|Crystal Palace - 1866|
The building was designed by Montreal architect John William Hopkins. It had an iron framework, a tinned barrel-vaulted nave and two galleries, each twenty feet wide, extending all the way around the interior. Its design was inspired by The Crystal Palace in London. Its main facades were of iron and glass. Its side walls were of white brick with rose-coloured contrast, with the iron and wood elements painted to match the brick. Its bays were subdivided by three arches, with only the centre arch glazed. Constructed in 20-foot modules, the Crystal Palace was intended to be 180 x 200 feet, but was constructed with shorter transepts, reducing its dimensions to 180 x 120 feet.

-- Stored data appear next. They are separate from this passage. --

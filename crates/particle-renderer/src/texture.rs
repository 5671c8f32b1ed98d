//! Sprite texture sampled by the particle fragment shader
//!
//! Loading image assets is the application's job. This module takes raw RGBA
//! pixels, and can generate a soft round sprite when nothing else is supplied.

use crate::error::RenderError;
use particle_simulation::{capture_errors, AllocationToken, ResourceKind, ResourceTracker};

pub const TEXTURE_FORMAT: wgpu::TextureFormat = wgpu::TextureFormat::Rgba8UnormSrgb;

pub struct ParticleTexture {
    texture: wgpu::Texture,
    view: wgpu::TextureView,
    sampler: wgpu::Sampler,
    _token: AllocationToken,
}

impl ParticleTexture {
    /// Upload `data` (tightly packed RGBA8, row-major) as a sprite texture.
    pub fn from_rgba8(
        device: &wgpu::Device,
        queue: &wgpu::Queue,
        width: u32,
        height: u32,
        data: &[u8],
        tracker: &ResourceTracker,
    ) -> Result<Self, RenderError> {
        if width == 0 || height == 0 {
            return Err(RenderError::EmptyTexture { width, height });
        }
        let expected = width as usize * height as usize * 4;
        if data.len() != expected {
            return Err(RenderError::InvalidTextureData {
                expected,
                actual: data.len(),
            });
        }

        let size = wgpu::Extent3d {
            width,
            height,
            depth_or_array_layers: 1,
        };

        let (texture, sampler) = capture_errors(device, || {
            let texture = device.create_texture(&wgpu::TextureDescriptor {
                label: Some("Particle Texture"),
                size,
                mip_level_count: 1,
                sample_count: 1,
                dimension: wgpu::TextureDimension::D2,
                format: TEXTURE_FORMAT,
                usage: wgpu::TextureUsages::TEXTURE_BINDING | wgpu::TextureUsages::COPY_DST,
                view_formats: &[],
            });

            queue.write_texture(
                wgpu::TexelCopyTextureInfo {
                    texture: &texture,
                    mip_level: 0,
                    origin: wgpu::Origin3d::ZERO,
                    aspect: wgpu::TextureAspect::All,
                },
                data,
                wgpu::TexelCopyBufferLayout {
                    offset: 0,
                    bytes_per_row: Some(4 * width),
                    rows_per_image: Some(height),
                },
                size,
            );

            let sampler = device.create_sampler(&wgpu::SamplerDescriptor {
                label: Some("Particle Sampler"),
                address_mode_u: wgpu::AddressMode::ClampToEdge,
                address_mode_v: wgpu::AddressMode::ClampToEdge,
                address_mode_w: wgpu::AddressMode::ClampToEdge,
                mag_filter: wgpu::FilterMode::Linear,
                min_filter: wgpu::FilterMode::Linear,
                ..Default::default()
            });

            (texture, sampler)
        })
        .map_err(RenderError::Texture)?;

        let view = texture.create_view(&wgpu::TextureViewDescriptor::default());
        log::debug!("Particle texture uploaded ({width}x{height})");

        Ok(Self {
            texture,
            view,
            sampler,
            _token: tracker.register(ResourceKind::Texture),
        })
    }

    /// White disc with a quadratic alpha falloff towards the edge
    pub fn soft_disc(
        device: &wgpu::Device,
        queue: &wgpu::Queue,
        size: u32,
        tracker: &ResourceTracker,
    ) -> Result<Self, RenderError> {
        let pixels = soft_disc_pixels(size);
        Self::from_rgba8(device, queue, size, size, &pixels, tracker)
    }

    pub fn view(&self) -> &wgpu::TextureView {
        &self.view
    }

    pub fn sampler(&self) -> &wgpu::Sampler {
        &self.sampler
    }
}

impl Drop for ParticleTexture {
    fn drop(&mut self) {
        self.texture.destroy();
    }
}

/// RGBA8 pixels for [`ParticleTexture::soft_disc`]
pub fn soft_disc_pixels(size: u32) -> Vec<u8> {
    let size = size.max(1);
    let half = size as f32 * 0.5;
    let mut pixels = Vec::with_capacity((size * size * 4) as usize);

    for y in 0..size {
        for x in 0..size {
            let dx = (x as f32 + 0.5 - half) / half;
            let dy = (y as f32 + 0.5 - half) / half;
            let falloff = (1.0 - (dx * dx + dy * dy).sqrt()).clamp(0.0, 1.0);
            let alpha = (falloff * falloff * 255.0).round() as u8;
            pixels.extend_from_slice(&[255, 255, 255, alpha]);
        }
    }

    pixels
}

#[cfg(test)]
mod tests {
    use super::*;

    #[test]
    fn test_soft_disc_shape() {
        let size = 32;
        let pixels = soft_disc_pixels(size);
        assert_eq!(pixels.len(), (size * size * 4) as usize);

        let alpha = |x: u32, y: u32| pixels[((y * size + x) * 4 + 3) as usize];
        assert_eq!(alpha(0, 0), 0);
        assert!(alpha(16, 16) > 200);
        assert!(alpha(16, 16) > alpha(24, 16));
        assert_eq!(alpha(3, 16), alpha(28, 16));
    }
}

The Industrial Exhibition displayed agricultural and industrial products from the then British North America. The displays ranged from minerals, native woods, seeds and grains, preserved birds and fish, oils and foodstuffs to textiles and leather goods, furniture, clothing, machinery, iron work, tools and crafts. As part of the exhibition the Art Association of Montreal, the future Montreal Museum of Fine Arts, organized a display of Canadian art. The Prince of Wales visited Montreal that year and officially opened the exhibition.

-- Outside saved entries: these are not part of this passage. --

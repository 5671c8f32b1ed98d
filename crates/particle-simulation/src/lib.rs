//! # Particle Simulation
//!
//! GPU-resident particle storage and the compute stage that advances it.

pub mod error;
pub mod params;
pub mod scope;
pub mod simulation;
pub mod store;
pub mod tracker;

pub use error::*;
pub use params::*;
pub use scope::*;
pub use simulation::*;
pub use store::*;
pub use tracker::*;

|The Prince of Wales at Opening Night 1860|
The rink also housed the Crystal Skating Club and Crystal Hockey Club, more commonly known as the Montreal Crystals which played men's senior-level amateur hockey in the Amateur Hockey Association of Canada.

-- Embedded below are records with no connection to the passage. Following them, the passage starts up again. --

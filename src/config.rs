//! Startup configuration
//!
//! Everything here is read once when the system initializes. Buffers are sized
//! from it, so changing a value means building a new system.

use glam::Vec3;
use particle_physics::{
    SeedRadii, StepParams, DEFAULT_AREA_SIZE, DEFAULT_CENTER_COUNT, DEFAULT_GRAVITY,
    DEFAULT_INTENSITY, DEFAULT_PARTICLE_COUNT, DEFAULT_POINT_SIZE, DEFAULT_WORKGROUP_SIZE,
    MAX_WORKGROUP_SIZE,
};
use thiserror::Error;

#[derive(Debug, Error, PartialEq)]
pub enum ConfigError {
    #[error("particle count must be non-zero")]
    NoParticles,
    #[error("workgroup size {0} is outside 1..={max}", max = MAX_WORKGROUP_SIZE)]
    WorkgroupSize(u32),
    #[error("{name} must be positive and finite, got {value}")]
    NotPositive { name: &'static str, value: f32 },
    #[error("{name} must be finite")]
    NotFinite { name: &'static str },
}

#[derive(Clone, Debug, PartialEq)]
pub struct ParticleConfig {
    pub particle_count: u32,
    pub center_count: u32,
    pub workgroup_size: u32,
    pub gravity: Vec3,
    pub area_size: Vec3,
    pub intensity: f32,
    pub point_size: f32,
    /// Edge length of the generated sprite texture, in pixels
    pub texture_size: u32,
    pub seed_radii: SeedRadii,
    /// Fixed RNG seed for reproducible runs; `None` seeds from the OS
    pub rng_seed: Option<u64>,
}

impl Default for ParticleConfig {
    fn default() -> Self {
        Self {
            particle_count: DEFAULT_PARTICLE_COUNT,
            center_count: DEFAULT_CENTER_COUNT,
            workgroup_size: DEFAULT_WORKGROUP_SIZE,
            gravity: Vec3::from_array(DEFAULT_GRAVITY),
            area_size: Vec3::from_array(DEFAULT_AREA_SIZE),
            intensity: DEFAULT_INTENSITY,
            point_size: DEFAULT_POINT_SIZE,
            texture_size: 64,
            seed_radii: SeedRadii::default(),
            rng_seed: None,
        }
    }
}

impl ParticleConfig {
    pub fn with_particle_count(mut self, count: u32) -> Self {
        self.particle_count = count;
        self
    }

    pub fn with_center_count(mut self, count: u32) -> Self {
        self.center_count = count;
        self
    }

    pub fn with_workgroup_size(mut self, size: u32) -> Self {
        self.workgroup_size = size;
        self
    }

    pub fn with_gravity(mut self, gravity: Vec3) -> Self {
        self.gravity = gravity;
        self
    }

    pub fn with_area_size(mut self, area_size: Vec3) -> Self {
        self.area_size = area_size;
        self
    }

    pub fn with_intensity(mut self, intensity: f32) -> Self {
        self.intensity = intensity;
        self
    }

    pub fn with_point_size(mut self, point_size: f32) -> Self {
        self.point_size = point_size;
        self
    }

    pub fn with_seed_radii(mut self, radii: SeedRadii) -> Self {
        self.seed_radii = radii;
        self
    }

    pub fn with_rng_seed(mut self, seed: u64) -> Self {
        self.rng_seed = Some(seed);
        self
    }

    pub fn validate(&self) -> Result<(), ConfigError> {
        if self.particle_count == 0 {
            return Err(ConfigError::NoParticles);
        }
        if self.workgroup_size == 0 || self.workgroup_size > MAX_WORKGROUP_SIZE {
            return Err(ConfigError::WorkgroupSize(self.workgroup_size));
        }

        let positive = [
            ("point size", self.point_size),
            ("velocity seed radius", self.seed_radii.velocity),
            ("position seed radius", self.seed_radii.position),
            ("area width", self.area_size.x),
            ("area height", self.area_size.y),
            ("area depth", self.area_size.z),
        ];
        for (name, value) in positive {
            if !(value.is_finite() && value > 0.0) {
                return Err(ConfigError::NotPositive { name, value });
            }
        }

        if !self.gravity.is_finite() {
            return Err(ConfigError::NotFinite { name: "gravity" });
        }
        if !self.intensity.is_finite() {
            return Err(ConfigError::NotFinite { name: "intensity" });
        }
        if self.texture_size == 0 {
            return Err(ConfigError::NotPositive {
                name: "texture size",
                value: 0.0,
            });
        }
        Ok(())
    }

    /// This frame's kernel parameters from the clock and the fixed settings
    pub fn step_params(&self, time_step: f32, elapsed_time: f32) -> StepParams {
        StepParams {
            time_step,
            elapsed_time,
            gravity: self.gravity,
            area_size: self.area_size,
            intensity: self.intensity,
        }
    }
}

In 1878 it was dismantled and moved to Fletcher's Field, part of which is now known as Jeanne-Mance Park. In July 1896, the Crystal Palace was destroyed by fire, as London's original Crystal Palace would be. The site of the Crystal Palace, between Mont-Royal Avenue and Saint-Joseph Boulevard, was developed for housing a few years after the fire.
The original downtown location later was home to the Palace Theatre, a movie house, and today contains an alley named Ruelle Palace.